Apologies for the lack of all the links I could have done on this post.  No time - will try and do them later, ok?

Wednesday, 23 November 2011

The Triumphant Return of the Cheese Sandwich, er, again...


Well.  No news here.  I’m still sick!  As in with the cold, rather than as in, more mentally odd than usual.  I have it on good authority (Stanley, who is more stable than me, though freakish in his own way) that I am at the same level of worry, paranoia and ghoulish melancholia as normal.  Hey ho – that I can live with!

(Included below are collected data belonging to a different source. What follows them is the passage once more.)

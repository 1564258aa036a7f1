use config::{Config, ConfigError, Environment, File};
use serde::Deserialize;
use std::path::Path;

/// Main configuration structure
#[derive(Debug, Clone, Deserialize)]
pub struct AppConfig {
    #[serde(default)]
    pub monitor: MonitorSettings,
    #[serde(default)]
    pub tiers: TierSettings,
    #[serde(default)]
    pub market: MarketSettings,
    #[serde(default)]
    pub chat: ChatSettings,
    #[serde(default)]
    pub database: DatabaseConfig,
    #[serde(default)]
    pub logging: LoggingConfig,
    /// Health server port (default: 8080)
    #[serde(default)]
    pub health_port: Option<u16>,
}

#[derive(Debug, Clone, Deserialize)]
pub struct MonitorSettings {
    /// Seconds between monitor cycles
    #[serde(default = "default_poll_interval")]
    pub poll_interval_secs: u64,
    /// Accumulated changes that force a history flush
    #[serde(default = "default_save_threshold")]
    pub save_threshold: usize,
    /// Cycles after which any pending change is flushed
    #[serde(default = "default_max_save_delay")]
    pub max_save_delay: usize,
    /// Addresses per market request
    #[serde(default = "default_chunk_size")]
    pub chunk_size: usize,
    /// Admin-log entries per batch task
    #[serde(default = "default_notification_batch_size")]
    pub notification_batch_size: usize,
    #[serde(default = "default_max_concurrent_notifications")]
    pub max_concurrent_notifications: usize,
    #[serde(default = "default_history_ring_depth")]
    pub history_ring_depth: usize,
    /// Seconds between "still monitoring" reminder passes
    #[serde(default = "default_reminder_interval")]
    pub reminder_interval_secs: u64,
}

fn default_poll_interval() -> u64 {
    60
}

fn default_save_threshold() -> usize {
    50
}

fn default_max_save_delay() -> usize {
    5
}

fn default_chunk_size() -> usize {
    30
}

fn default_notification_batch_size() -> usize {
    20
}

fn default_max_concurrent_notifications() -> usize {
    5
}

fn default_history_ring_depth() -> usize {
    3
}

fn default_reminder_interval() -> u64 {
    12 * 3600
}

impl Default for MonitorSettings {
    fn default() -> Self {
        Self {
            poll_interval_secs: default_poll_interval(),
            save_threshold: default_save_threshold(),
            max_save_delay: default_max_save_delay(),
            chunk_size: default_chunk_size(),
            notification_batch_size: default_notification_batch_size(),
            max_concurrent_notifications: default_max_concurrent_notifications(),
            history_ring_depth: default_history_ring_depth(),
            reminder_interval_secs: default_reminder_interval(),
        }
    }
}

#[derive(Debug, Clone, Deserialize)]
pub struct TierSettings {
    /// Seconds between expiry scheduler passes (default: 2 days)
    #[serde(default = "default_expiry_check_interval")]
    pub expiry_check_interval_secs: u64,
    /// Sleep after a failed pass before retrying
    #[serde(default = "default_expiry_error_sleep")]
    pub expiry_error_sleep_secs: u64,
    #[serde(default = "default_expiry_batch_size")]
    pub expiry_batch_size: usize,
    /// User that always gets the super admin limit
    #[serde(default)]
    pub super_admin_id: i64,
    /// Threshold seeded for users without one (percent)
    #[serde(default = "default_threshold_pct")]
    pub default_threshold_pct: f64,
}

fn default_expiry_check_interval() -> u64 {
    2 * 24 * 3600
}

fn default_expiry_error_sleep() -> u64 {
    3600
}

fn default_expiry_batch_size() -> usize {
    50
}

fn default_threshold_pct() -> f64 {
    5.0
}

impl Default for TierSettings {
    fn default() -> Self {
        Self {
            expiry_check_interval_secs: default_expiry_check_interval(),
            expiry_error_sleep_secs: default_expiry_error_sleep(),
            expiry_batch_size: default_expiry_batch_size(),
            super_admin_id: 0,
            default_threshold_pct: default_threshold_pct(),
        }
    }
}

#[derive(Debug, Clone, Deserialize)]
pub struct MarketSettings {
    /// Market data REST base URL
    #[serde(default = "default_market_url")]
    pub base_url: String,
    #[serde(default = "default_request_timeout")]
    pub request_timeout_secs: u64,
    /// Attempts per chunk, including the first
    #[serde(default = "default_max_retries")]
    pub max_retries: u32,
    /// Delay before the second attempt; doubles each time
    #[serde(default = "default_retry_base_delay")]
    pub retry_base_delay_ms: u64,
}

fn default_market_url() -> String {
    "https://api.dexscreener.com".to_string()
}

fn default_request_timeout() -> u64 {
    10
}

fn default_max_retries() -> u32 {
    3
}

fn default_retry_base_delay() -> u64 {
    2000
}

impl Default for MarketSettings {
    fn default() -> Self {
        Self {
            base_url: default_market_url(),
            request_timeout_secs: default_request_timeout(),
            max_retries: default_max_retries(),
            retry_base_delay_ms: default_retry_base_delay(),
        }
    }
}

#[derive(Debug, Clone, Deserialize)]
pub struct ChatSettings {
    /// Bot API root
    #[serde(default = "default_chat_api_url")]
    pub api_url: String,
    #[serde(default)]
    pub bot_token: String,
    /// Chat receiving a copy of every user alert
    #[serde(default)]
    pub spike_log_chat_id: Option<i64>,
    /// Chat receiving delivery failures
    #[serde(default)]
    pub error_log_chat_id: Option<i64>,
    #[serde(default)]
    pub info_log_chat_id: Option<i64>,
}

fn default_chat_api_url() -> String {
    "https://api.telegram.org".to_string()
}

impl Default for ChatSettings {
    fn default() -> Self {
        Self {
            api_url: default_chat_api_url(),
            bot_token: String::new(),
            spike_log_chat_id: None,
            error_log_chat_id: None,
            info_log_chat_id: None,
        }
    }
}

#[derive(Debug, Clone, Deserialize)]
pub struct DatabaseConfig {
    /// PostgreSQL connection URL
    #[serde(default)]
    pub url: String,
    /// Maximum connections in pool
    #[serde(default = "default_max_connections")]
    pub max_connections: u32,
}

fn default_max_connections() -> u32 {
    5
}

impl Default for DatabaseConfig {
    fn default() -> Self {
        Self {
            url: String::new(),
            max_connections: default_max_connections(),
        }
    }
}

#[derive(Debug, Clone, Deserialize)]
pub struct LoggingConfig {
    /// Log level (trace, debug, info, warn, error)
    #[serde(default = "default_log_level")]
    pub level: String,
    /// Enable JSON formatted logs
    #[serde(default)]
    pub json: bool,
    /// Directory for the daily rolling log file; console only when unset
    #[serde(default)]
    pub directory: Option<String>,
}

fn default_log_level() -> String {
    "info".to_string()
}

impl Default for LoggingConfig {
    fn default() -> Self {
        Self {
            level: default_log_level(),
            json: false,
            directory: None,
        }
    }
}

impl AppConfig {
    /// Load configuration from files and environment
    pub fn load() -> Result<Self, ConfigError> {
        Self::load_from("config")
    }

    /// Load configuration from a specific directory
    pub fn load_from<P: AsRef<Path>>(config_dir: P) -> Result<Self, ConfigError> {
        let config_dir = config_dir.as_ref();

        let builder = Config::builder()
            .set_default("logging.level", "info")?
            .set_default("logging.json", false)?
            .set_default("database.max_connections", 5)?
            .set_default("monitor.poll_interval_secs", default_poll_interval())?
            .add_source(File::from(config_dir.join("default.toml")).required(false))
            // Environment-specific overrides (e.g., config/production.toml)
            .add_source(
                File::from(config_dir.join(
                    std::env::var("SPIKEWATCH_ENV").unwrap_or_else(|_| "development".to_string()),
                ))
                .required(false),
            )
            // SPIKEWATCH__MONITOR__SAVE_THRESHOLD, SPIKEWATCH__CHAT__BOT_TOKEN, ...
            .add_source(
                Environment::with_prefix("SPIKEWATCH")
                    .separator("__")
                    .try_parsing(true),
            );

        builder.build()?.try_deserialize()
    }

    /// Validate configuration values
    pub fn validate(&self) -> Result<(), Vec<String>> {
        let mut errors = Vec::new();

        if self.database.url.is_empty() {
            errors.push("database.url is required".to_string());
        }

        if self.chat.bot_token.is_empty() {
            errors.push("chat.bot_token is required".to_string());
        }

        if self.monitor.poll_interval_secs == 0 {
            errors.push("monitor.poll_interval_secs must be positive".to_string());
        }

        if self.monitor.chunk_size == 0 || self.monitor.chunk_size > 30 {
            errors.push("monitor.chunk_size must be between 1 and 30".to_string());
        }

        if self.monitor.max_concurrent_notifications == 0 {
            errors.push("monitor.max_concurrent_notifications must be positive".to_string());
        }

        if self.monitor.history_ring_depth == 0 {
            errors.push("monitor.history_ring_depth must be positive".to_string());
        }

        if self.tiers.default_threshold_pct < 0.0 || !self.tiers.default_threshold_pct.is_finite() {
            errors.push("tiers.default_threshold_pct must be a non-negative number".to_string());
        }

        if self.market.max_retries == 0 {
            errors.push("market.max_retries must be at least 1".to_string());
        }

        if errors.is_empty() {
            Ok(())
        } else {
            Err(errors)
        }
    }
}

impl Default for AppConfig {
    fn default() -> Self {
        Self {
            monitor: MonitorSettings::default(),
            tiers: TierSettings::default(),
            market: MarketSettings::default(),
            chat: ChatSettings::default(),
            database: DatabaseConfig::default(),
            logging: LoggingConfig::default(),
            health_port: Some(8080),
        }
    }
}
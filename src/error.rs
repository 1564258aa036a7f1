use thiserror::Error;

/// Main error type for the alert service
#[derive(Error, Debug)]
pub enum SpikeError {
    // Configuration errors
    #[error("Configuration error: {0}")]
    Config(#[from] config::ConfigError),

    // Database errors
    #[error("Database error: {0}")]
    Database(#[from] sqlx::Error),

    #[error("Migration error: {0}")]
    Migration(#[from] sqlx::migrate::MigrateError),

    #[error("Persistence unavailable: {0}")]
    PersistenceUnavailable(String),

    #[error("Persistence write failed: {0}")]
    PersistenceWrite(String),

    // Network errors
    #[error("HTTP request error: {0}")]
    Http(#[from] reqwest::Error),

    #[error("Market data fetch failed: {0}")]
    MarketFetch(String),

    #[error("Notification delivery failed to {chat_id}: {reason}")]
    NotificationDelivery { chat_id: i64, reason: String },

    // Serialization errors
    #[error("JSON serialization error: {0}")]
    Json(#[from] serde_json::Error),

    // Tier errors
    #[error("Unknown tier: {0}")]
    UnknownTier(String),

    #[error("Invalid expiry for user {user_id}: {value}")]
    ExpiryParse { user_id: i64, value: String },

    #[error("Restart inconsistency: {0}")]
    RestartInconsistency(String),

    // Validation errors
    #[error("Validation failed: {0}")]
    Validation(String),

    // IO errors
    #[error("IO error: {0}")]
    Io(#[from] std::io::Error),

    // Generic errors
    #[error("Internal error: {0}")]
    Internal(String),

    #[error("Operation cancelled")]
    Cancelled,

    #[error("{0}")]
    Other(#[from] anyhow::Error),
}

impl SpikeError {
    /// Whether a market request error is worth another attempt
    pub fn is_retryable(&self) -> bool {
        match self {
            SpikeError::Http(e) => e.is_timeout() || e.is_connect() || e.is_request() || e.status().is_some(),
            SpikeError::MarketFetch(_) => true,
            _ => false,
        }
    }
}

/// Result type alias for SpikeError
pub type Result<T> = std::result::Result<T, SpikeError>;
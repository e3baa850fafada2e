//! Per-key pessimistic locks held by transactions.

use gridfs_common::{EntryId, Error, Result};
use parking_lot::{Condvar, Mutex};
use std::collections::HashMap;
use std::time::{Duration, Instant};

/// Transaction identifier
pub type TxId = u64;

/// Owner table of the key locks
#[derive(Default)]
pub struct LockTable {
    owners: Mutex<HashMap<EntryId, TxId>>,
    released: Condvar,
}

impl LockTable {
    /// Acquire the lock on `id` for `tx`, waiting at most `timeout`.
    ///
    /// Returns `true` when the lock was newly taken and `false` when `tx`
    /// already owned it.
    pub fn acquire(&self, id: EntryId, tx: TxId, timeout: Duration) -> Result<bool> {
        let deadline = Instant::now() + timeout;
        let mut owners = self.owners.lock();

        loop {
            match owners.get(&id) {
                None => {
                    owners.insert(id, tx);
                    return Ok(true);
                }
                Some(owner) if *owner == tx => return Ok(false),
                Some(_) => {
                    if self.released.wait_until(&mut owners, deadline).timed_out()
                        && owners.get(&id).is_some_and(|owner| *owner != tx)
                    {
                        return Err(Error::TxTimeout(format!(
                            "tx {tx} waited {timeout:?} for entry {id}"
                        )));
                    }
                }
            }
        }
    }

    /// Release every lock in `ids` owned by `tx`.
    pub fn release_all(&self, tx: TxId, ids: &[EntryId]) {
        if ids.is_empty() {
            return;
        }

        let mut owners = self.owners.lock();
        for id in ids {
            if owners.get(id) == Some(&tx) {
                owners.remove(id);
            }
        }
        drop(owners);

        self.released.notify_all();
    }

    /// Owner of the lock on `id`
    pub fn owner(&self, id: EntryId) -> Option<TxId> {
        self.owners.lock().get(&id).copied()
    }
}
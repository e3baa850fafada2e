//! Namespace paths
//!
//! `FsPath` is a normalized absolute path. The root is `/`, components are
//! separated by a single `/` and there is never a trailing separator.

use crate::error::{Error, Result};
use derive_more::Display;
use serde::{Deserialize, Serialize};
use std::str::FromStr;

/// Path separator
pub const SEPARATOR: char = '/';

/// Normalized absolute path in the GridFS namespace
#[derive(Clone, Debug, PartialEq, Eq, Hash, PartialOrd, Ord, Display, Serialize, Deserialize)]
#[display("{_0}")]
#[serde(try_from = "String", into = "String")]
pub struct FsPath(String);

impl FsPath {
    /// Parse and normalize a path
    pub fn new(path: impl AsRef<str>) -> Result<Self> {
        let raw = path.as_ref();

        if !raw.starts_with(SEPARATOR) {
            return Err(Error::invalid_path(format!("path must be absolute: {raw:?}")));
        }

        let mut normalized = String::with_capacity(raw.len());

        for component in raw.split(SEPARATOR).filter(|c| !c.is_empty()) {
            Self::validate_name(component)?;
            normalized.push(SEPARATOR);
            normalized.push_str(component);
        }

        if normalized.is_empty() {
            normalized.push(SEPARATOR);
        }

        Ok(Self(normalized))
    }

    /// The namespace root
    #[must_use]
    pub fn root() -> Self {
        Self(SEPARATOR.to_string())
    }

    /// Validate a single path component
    pub fn validate_name(name: &str) -> Result<()> {
        if name.is_empty() {
            return Err(Error::invalid_path("path component cannot be empty"));
        }
        if name.contains(SEPARATOR) {
            return Err(Error::invalid_path(format!(
                "path component cannot contain '{SEPARATOR}': {name:?}"
            )));
        }
        if name == "." || name == ".." {
            return Err(Error::invalid_path(format!(
                "relative path component is not allowed: {name:?}"
            )));
        }
        if name.contains('\0') {
            return Err(Error::invalid_path("path component cannot contain NUL"));
        }
        Ok(())
    }

    /// Get the path as a string slice
    #[must_use]
    pub fn as_str(&self) -> &str {
        &self.0
    }

    #[must_use]
    pub fn is_root(&self) -> bool {
        self.0.len() == 1
    }

    /// Name components, root excluded
    #[must_use]
    pub fn components(&self) -> Vec<&str> {
        self.0.split(SEPARATOR).filter(|c| !c.is_empty()).collect()
    }

    /// Number of components below the root
    #[must_use]
    pub fn depth(&self) -> usize {
        if self.is_root() {
            0
        } else {
            self.0.matches(SEPARATOR).count()
        }
    }

    /// Last component, empty for the root
    #[must_use]
    pub fn name(&self) -> &str {
        self.0.rsplit(SEPARATOR).next().unwrap_or_default()
    }

    /// Parent path, `None` for the root
    #[must_use]
    pub fn parent(&self) -> Option<Self> {
        if self.is_root() {
            return None;
        }

        match self.0.rfind(SEPARATOR) {
            Some(0) => Some(Self::root()),
            Some(idx) => Some(Self(self.0[..idx].to_string())),
            None => None,
        }
    }

    /// Append a single component
    pub fn child(&self, name: &str) -> Result<Self> {
        Self::validate_name(name)?;

        let mut path = self.0.clone();
        if !self.is_root() {
            path.push(SEPARATOR);
        }
        path.push_str(name);

        Ok(Self(path))
    }

    /// Whether `self` lies strictly below `other`.
    #[must_use]
    pub fn is_sub_directory_of(&self, other: &Self) -> bool {
        if self == other {
            return false;
        }
        if other.is_root() {
            return true;
        }

        self.0.len() > other.0.len()
            && self.0.starts_with(&other.0)
            && self.0[other.0.len()..].starts_with(SEPARATOR)
    }

    /// Component-wise prefix match, `true` when the paths are equal.
    #[must_use]
    pub fn starts_with(&self, prefix: &Self) -> bool {
        self == prefix || self.is_sub_directory_of(prefix)
    }
}

impl FromStr for FsPath {
    type Err = Error;

    fn from_str(s: &str) -> Result<Self> {
        Self::new(s)
    }
}

impl TryFrom<String> for FsPath {
    type Error = Error;

    fn try_from(value: String) -> Result<Self> {
        Self::new(value)
    }
}

impl From<FsPath> for String {
    fn from(path: FsPath) -> Self {
        path.0
    }
}

impl AsRef<str> for FsPath {
    fn as_ref(&self) -> &str {
        &self.0
    }
}

#[cfg(test)]
mod tests {
    use super::*;

    fn p(s: &str) -> FsPath {
        FsPath::new(s).unwrap()
    }

    #[test]
    fn test_normalization() {
        assert_eq!(p("/").as_str(), "/");
        assert_eq!(p("//a///b/").as_str(), "/a/b");
        assert!(FsPath::new("a/b").is_err());
        assert!(FsPath::new("/a/../b").is_err());
    }

    #[test]
    fn test_parent_and_name() {
        let path = p("/dir1/dir2/file.txt");
        assert_eq!(path.name(), "file.txt");
        assert_eq!(path.parent(), Some(p("/dir1/dir2")));
        assert_eq!(p("/dir1").parent(), Some(FsPath::root()));
        assert_eq!(FsPath::root().parent(), None);
        assert_eq!(FsPath::root().name(), "");
        assert_eq!(path.components(), vec!["dir1", "dir2", "file.txt"]);
        assert_eq!(path.depth(), 3);
        assert_eq!(FsPath::root().depth(), 0);
    }

    #[test]
    fn test_child() {
        assert_eq!(FsPath::root().child("a").unwrap(), p("/a"));
        assert_eq!(p("/a").child("b").unwrap(), p("/a/b"));
        assert!(p("/a").child("b/c").is_err());
        assert!(p("/a").child("").is_err());
    }

    #[test]
    fn test_sub_directory() {
        assert!(p("/a/b").is_sub_directory_of(&p("/a")));
        assert!(p("/a").is_sub_directory_of(&FsPath::root()));
        assert!(!p("/a").is_sub_directory_of(&p("/a")));
        assert!(!p("/ab").is_sub_directory_of(&p("/a")));
        assert!(p("/a").starts_with(&p("/a")));
        assert!(!p("/ab/c").starts_with(&p("/a")));
    }

    #[test]
    fn test_serde_as_string() {
        let json = serde_json::to_string(&p("/a/b")).unwrap();
        assert_eq!(json, "\"/a/b\"");
        let back: FsPath = serde_json::from_str("\"/a//b/\"").unwrap();
        assert_eq!(back, p("/a/b"));
        assert!(serde_json::from_str::<FsPath>("\"relative\"").is_err());
    }
}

I had to go to the doctors yesterday, as since the birth of the infinitely wondrous Fluffhead, I have had problems in the female euphemistic department.  Which have led to problems with other euphemistic activities, which I really enjoy.  So after much worry and gruelling anxiety, took myself off to the docs to explain (with the aid of a diagram I helpfully drew, no less) exactly what part of the problem is, and can I go see a Euphemism Expert at a hospital.  To be re-done, and fixed etc.  Having felt rather better for taking control of the situation (as you do, or definitely as I always do – helps anxiety no end to Take Action Of Some Sort), I got home and then succumbed to the horrible I Have Had An Internal Examination Feeling.  Which flattens me and makes me want to go to sleep.  This not an option, I was lucky indeed that Saint Mother appeared, and decided that Fluffhead needed new shoes and she was going to take him out for some.  (It turned out he didn’t, not yet anyway, but they had a very wander, hither and thither, and went on a train etc.) 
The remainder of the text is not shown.